**Task instructions**
Write the records out once more, exactly as they appear below.

**Data for the task**
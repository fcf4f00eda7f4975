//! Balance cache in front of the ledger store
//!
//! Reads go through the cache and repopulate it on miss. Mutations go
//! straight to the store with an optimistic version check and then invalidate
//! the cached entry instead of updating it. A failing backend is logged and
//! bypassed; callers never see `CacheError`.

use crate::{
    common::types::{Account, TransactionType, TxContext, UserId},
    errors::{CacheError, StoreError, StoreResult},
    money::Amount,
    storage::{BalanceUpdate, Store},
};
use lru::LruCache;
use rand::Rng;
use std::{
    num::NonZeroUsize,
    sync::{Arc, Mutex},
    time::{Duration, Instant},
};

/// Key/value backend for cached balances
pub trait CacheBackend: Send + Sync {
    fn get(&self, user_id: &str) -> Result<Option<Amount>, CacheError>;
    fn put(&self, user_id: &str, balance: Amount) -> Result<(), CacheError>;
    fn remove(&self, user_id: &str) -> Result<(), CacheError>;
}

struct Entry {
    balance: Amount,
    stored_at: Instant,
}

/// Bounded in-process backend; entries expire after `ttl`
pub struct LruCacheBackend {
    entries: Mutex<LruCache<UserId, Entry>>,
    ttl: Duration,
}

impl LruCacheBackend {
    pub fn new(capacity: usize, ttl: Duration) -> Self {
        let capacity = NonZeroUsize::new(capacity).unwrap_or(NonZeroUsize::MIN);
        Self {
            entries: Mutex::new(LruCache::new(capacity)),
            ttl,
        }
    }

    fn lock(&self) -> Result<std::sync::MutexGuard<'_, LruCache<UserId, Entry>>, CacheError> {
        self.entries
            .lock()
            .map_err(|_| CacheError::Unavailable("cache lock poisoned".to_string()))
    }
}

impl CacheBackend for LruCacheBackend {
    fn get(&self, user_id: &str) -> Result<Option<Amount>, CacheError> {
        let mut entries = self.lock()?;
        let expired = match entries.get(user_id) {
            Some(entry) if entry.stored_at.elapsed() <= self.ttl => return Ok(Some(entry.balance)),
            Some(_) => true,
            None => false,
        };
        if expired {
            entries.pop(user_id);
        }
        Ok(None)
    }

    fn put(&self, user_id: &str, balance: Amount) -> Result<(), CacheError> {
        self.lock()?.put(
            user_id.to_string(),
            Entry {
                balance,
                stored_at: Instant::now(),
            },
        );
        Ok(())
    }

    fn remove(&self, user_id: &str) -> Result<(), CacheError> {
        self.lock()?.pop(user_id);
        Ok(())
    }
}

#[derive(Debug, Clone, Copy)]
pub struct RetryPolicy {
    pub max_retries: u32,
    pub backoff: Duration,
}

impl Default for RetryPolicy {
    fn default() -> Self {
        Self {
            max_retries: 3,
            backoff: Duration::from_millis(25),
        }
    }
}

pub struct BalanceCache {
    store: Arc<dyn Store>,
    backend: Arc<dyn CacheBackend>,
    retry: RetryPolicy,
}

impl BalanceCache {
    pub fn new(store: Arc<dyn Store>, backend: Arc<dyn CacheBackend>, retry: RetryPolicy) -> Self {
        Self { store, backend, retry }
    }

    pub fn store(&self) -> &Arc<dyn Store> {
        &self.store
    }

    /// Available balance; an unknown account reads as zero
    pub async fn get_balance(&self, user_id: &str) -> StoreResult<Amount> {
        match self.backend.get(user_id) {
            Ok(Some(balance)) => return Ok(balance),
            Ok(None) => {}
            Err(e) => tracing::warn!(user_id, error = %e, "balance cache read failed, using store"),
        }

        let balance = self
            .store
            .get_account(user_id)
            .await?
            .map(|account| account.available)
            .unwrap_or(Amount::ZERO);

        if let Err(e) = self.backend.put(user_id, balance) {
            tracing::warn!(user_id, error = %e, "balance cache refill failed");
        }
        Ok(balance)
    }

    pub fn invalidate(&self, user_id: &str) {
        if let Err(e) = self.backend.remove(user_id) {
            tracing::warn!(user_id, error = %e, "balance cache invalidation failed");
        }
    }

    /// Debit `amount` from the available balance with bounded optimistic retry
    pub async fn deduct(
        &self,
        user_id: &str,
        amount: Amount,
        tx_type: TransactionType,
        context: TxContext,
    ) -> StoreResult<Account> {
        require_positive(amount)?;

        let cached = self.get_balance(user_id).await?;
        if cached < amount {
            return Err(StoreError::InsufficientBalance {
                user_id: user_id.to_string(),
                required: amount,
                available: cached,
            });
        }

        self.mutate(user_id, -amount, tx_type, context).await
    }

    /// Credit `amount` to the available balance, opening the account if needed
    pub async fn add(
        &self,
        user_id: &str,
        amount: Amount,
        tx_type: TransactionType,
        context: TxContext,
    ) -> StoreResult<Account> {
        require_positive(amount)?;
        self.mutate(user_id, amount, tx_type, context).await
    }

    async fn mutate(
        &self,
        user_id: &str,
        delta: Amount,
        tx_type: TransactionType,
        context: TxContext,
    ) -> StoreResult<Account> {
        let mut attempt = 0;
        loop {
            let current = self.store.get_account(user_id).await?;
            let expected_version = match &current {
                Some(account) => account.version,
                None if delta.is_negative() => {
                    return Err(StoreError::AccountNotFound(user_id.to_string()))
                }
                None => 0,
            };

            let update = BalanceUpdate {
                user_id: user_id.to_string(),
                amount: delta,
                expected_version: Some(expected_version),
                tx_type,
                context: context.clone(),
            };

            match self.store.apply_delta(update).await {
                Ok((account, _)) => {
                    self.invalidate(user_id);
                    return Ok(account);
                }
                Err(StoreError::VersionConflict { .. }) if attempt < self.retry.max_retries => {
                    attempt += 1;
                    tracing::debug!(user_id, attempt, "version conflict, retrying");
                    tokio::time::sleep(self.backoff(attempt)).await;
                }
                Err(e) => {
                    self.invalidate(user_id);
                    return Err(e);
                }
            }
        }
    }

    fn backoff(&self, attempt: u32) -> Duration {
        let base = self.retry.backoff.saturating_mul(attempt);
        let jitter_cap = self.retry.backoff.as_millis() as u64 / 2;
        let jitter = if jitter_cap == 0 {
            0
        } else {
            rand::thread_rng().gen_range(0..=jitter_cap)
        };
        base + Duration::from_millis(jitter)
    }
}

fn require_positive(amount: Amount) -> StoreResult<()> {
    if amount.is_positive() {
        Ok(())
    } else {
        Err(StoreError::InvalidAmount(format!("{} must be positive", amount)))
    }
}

**Expected answer**
repository fcf4f00eda7f4975
//! Balance cache in front of the ledger store
//!
//! Reads go through the cache and repopulate it on miss. Mutations go
//! straight to the store with an optimistic version check and then invalidate
//! the cached entry instead of updating it. A failing backend is logged and
//! bypassed; callers never see `CacheError`.

use crate::{
    common::types::{Account, TransactionType, TxContext, UserId},
    errors::{CacheError, StoreError, StoreResult},
    money::Amount,
    storage::{BalanceUpdate, Store},
};
use lru::LruCache;
use rand::Rng;
use std::{
    num::NonZeroUsize,
    sync::{Arc, Mutex},
    time::{Duration, Instant},
};

/// Key/value backend for cached balances
pub trait CacheBackend: Send + Sync {
    fn get(&self, user_id: &str) -> Result<Option<Amount>, CacheError>;
    fn put(&self, user_id: &str, balance: Amount) -> Result<(), CacheError>;
    fn remove(&self, user_id: &str) -> Result<(), CacheError>;
}

struct Entry {
    balance: Amount,
    stored_at: Instant,
}

/// Bounded in-process backend; entries expire after `ttl`
pub struct LruCacheBackend {
    entries: Mutex<LruCache<UserId, Entry>>,
    ttl: Duration,
}

impl LruCacheBackend {
    pub fn new(capacity: usize, ttl: Duration) -> Self {
        let capacity = NonZeroUsize::new(capacity).unwrap_or(NonZeroUsize::MIN);
        Self {
            entries: Mutex::new(LruCache::new(capacity)),
            ttl,
        }
    }

    fn lock(&self) -> Result<std::sync::MutexGuard<'_, LruCache<UserId, Entry>>, CacheError> {
        self.entries
            .lock()
            .map_err(|_| CacheError::Unavailable("cache lock poisoned".to_string()))
    }
}

impl CacheBackend for LruCacheBackend {
    fn get(&self, user_id: &str) -> Result<Option<Amount>, CacheError> {
        let mut entries = self.lock()?;
        let expired = match entries.get(user_id) {
            Some(entry) if entry.stored_at.elapsed() <= self.ttl => return Ok(Some(entry.balance)),
            Some(_) => true,
            None => false,
        };
        if expired {
            entries.pop(user_id);
        }
        Ok(None)
    }

    fn put(&self, user_id: &str, balance: Amount) -> Result<(), CacheError> {
        self.lock()?.put(
            user_id.to_string(),
            Entry {
                balance,
                stored_at: Instant::now(),
            },
        );
        Ok(())
    }

    fn remove(&self, user_id: &str) -> Result<(), CacheError> {
        self.lock()?.pop(user_id);
        Ok(())
    }
}

#[derive(Debug, Clone, Copy)]
pub struct RetryPolicy {
    pub max_retries: u32,
    pub backoff: Duration,
}

impl Default for RetryPolicy {
    fn default() -> Self {
        Self {
            max_retries: 3,
            backoff: Duration::from_millis(25),
        }
    }
}

pub struct BalanceCache {
    store: Arc<dyn Store>,
    backend: Arc<dyn CacheBackend>,
    retry: RetryPolicy,
}

impl BalanceCache {
    pub fn new(store: Arc<dyn Store>, backend: Arc<dyn CacheBackend>, retry: RetryPolicy) -> Self {
        Self { store, backend, retry }
    }

    pub fn store(&self) -> &Arc<dyn Store> {
        &self.store
    }

    /// Available balance; an unknown account reads as zero
    pub async fn get_balance(&self, user_id: &str) -> StoreResult<Amount> {
        match self.backend.get(user_id) {
            Ok(Some(balance)) => return Ok(balance),
            Ok(None) => {}
            Err(e) => tracing::warn!(user_id, error = %e, "balance cache read failed, using store"),
        }

        let balance = self
            .store
            .get_account(user_id)
            .await?
            .map(|account| account.available)
            .unwrap_or(Amount::ZERO);

        if let Err(e) = self.backend.put(user_id, balance) {
            tracing::warn!(user_id, error = %e, "balance cache refill failed");
        }
        Ok(balance)
    }

    pub fn invalidate(&self, user_id: &str) {
        if let Err(e) = self.backend.remove(user_id) {
            tracing::warn!(user_id, error = %e, "balance cache invalidation failed");
        }
    }

    /// Debit `amount` from the available balance with bounded optimistic retry
    pub async fn deduct(
        &self,
        user_id: &str,
        amount: Amount,
        tx_type: TransactionType,
        context: TxContext,
    ) -> StoreResult<Account> {
        require_positive(amount)?;

        let cached = self.get_balance(user_id).await?;
        if cached < amount {
            return Err(StoreError::InsufficientBalance {
                user_id: user_id.to_string(),
                required: amount,
                available: cached,
            });
        }

        self.mutate(user_id, -amount, tx_type, context).await
    }

    /// Credit `amount` to the available balance, opening the account if needed
    pub async fn add(
        &self,
        user_id: &str,
        amount: Amount,
        tx_type: TransactionType,
        context: TxContext,
    ) -> StoreResult<Account> {
        require_positive(amount)?;
        self.mutate(user_id, amount, tx_type, context).await
    }

    async fn mutate(
        &self,
        user_id: &str,
        delta: Amount,
        tx_type: TransactionType,
        context: TxContext,
    ) -> StoreResult<Account> {
        let mut attempt = 0;
        loop {
            let current = self.store.get_account(user_id).await?;
            let expected_version = match &current {
                Some(account) => account.version,
                None if delta.is_negative() => {
                    return Err(StoreError::AccountNotFound(user_id.to_string()))
                }
                None => 0,
            };

            let update = BalanceUpdate {
                user_id: user_id.to_string(),
                amount: delta,
                expected_version: Some(expected_version),
                tx_type,
                context: context.clone(),
            };

            match self.store.apply_delta(update).await {
                Ok((account, _)) => {
                    self.invalidate(user_id);
                    return Ok(account);
                }
                Err(StoreError::VersionConflict { .. }) if attempt < self.retry.max_retries => {
                    attempt += 1;
                    tracing::debug!(user_id, attempt, "version conflict, retrying");
                    tokio::time::sleep(self.backoff(attempt)).await;
                }
                Err(e) => {
                    self.invalidate(user_id);
                    return Err(e);
                }
            }
        }
    }

    fn backoff(&self, attempt: u32) -> Duration {
        let base = self.retry.backoff.saturating_mul(attempt);
        let jitter_cap = self.retry.backoff.as_millis() as u64 / 2;
        let jitter = if jitter_cap == 0 {
            0
        } else {
            rand::thread_rng().gen_range(0..=jitter_cap)
        };
        base + Duration::from_millis(jitter)
    }
}

fn require_positive(amount: Amount) -> StoreResult<()> {
    if amount.is_positive() {
        Ok(())
    } else {
        Err(StoreError::InvalidAmount(format!("{} must be positive", amount)))
    }
}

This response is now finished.